* **What is being asked**:
What lines in the data below mention the string "README"? Copy them out.
===============
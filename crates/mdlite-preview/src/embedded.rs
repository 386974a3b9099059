//! Built-in document shown when the requested source cannot be loaded.

/// Fallback Markdown document
pub const EMBEDDED_DOCUMENT: &str = r#"# Tic Tac Toe Web Application

A simple and responsive Tic Tac Toe game for two players, built with pure HTML, CSS (Tailwind CSS), and JavaScript. Play against a friend on the same screen!

## Features

*   **Two-Player Mode:** Play with a friend on the same device.
*   **Turn Indicator:** Clearly shows whose turn it is.
*   **Win/Draw Detection:** Automatically detects when a player wins or the game ends in a draw.
*   **Reset Option:** Easily start a new game at any time.
*   **Responsive Design:** Optimized for a seamless experience on both desktop and mobile devices using Tailwind CSS.

## Technologies Used

*   **HTML5:** For the structure of the web page.
*   **Tailwind CSS:** For modern and responsive styling.
*   **JavaScript (ES6+):** For all game logic and interactivity.

## How to Play

1.  Open `index.html` in your web browser.
2.  Player 'X' starts first.
3.  Players take turns clicking on an empty cell to place their 'X' or 'O'.
4.  The first player to get three of their marks in a row (horizontally, vertically, or diagonally) wins.
5.  If all cells are filled and no player has three in a row, the game is a draw.
6.  Click the "Reset Game" button to start a new game.

## Setup and Installation

This is a single-file web application, so no local server or build tools are required.

1.  **Download the files:** Obtain `index.html`, `README.md`, and `LICENSE` files.
2.  **Open `index.html`:** Simply open the `index.html` file directly in your preferred web browser.

## Project Structure

```
.
├── index.html     # The main game application file
├── README.md      # Project documentation
└── LICENSE        # MIT License details
```

## Contributing

Feel free to fork this repository, make improvements, and submit pull requests.

## License

This project is licensed under the MIT License - see the [LICENSE](LICENSE) file for details.
"#;

#[cfg(test)]
mod tests {
    use super::*;

    #[test]
    fn test_embedded_document_renders() {
        let html = mdlite::parse(EMBEDDED_DOCUMENT);
        assert!(html.starts_with("<h1>Tic Tac Toe Web Application</h1>"));
        assert!(html.contains("<h2>Features</h2><ul><li><strong>Two-Player Mode:</strong>"));
        assert!(html.contains("<pre><code>.\n├── index.html"));
        assert!(html.ends_with("</a> file for details.</p>"));
    }

    #[test]
    fn test_embedded_document_is_not_blank() {
        assert!(!EMBEDDED_DOCUMENT.trim().is_empty());
    }
}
===============
* **Response to the task**:
1.  **Download the files:** Obtain `index.html`, `README.md`, and `LICENSE` files.
├── README.md      # Project documentation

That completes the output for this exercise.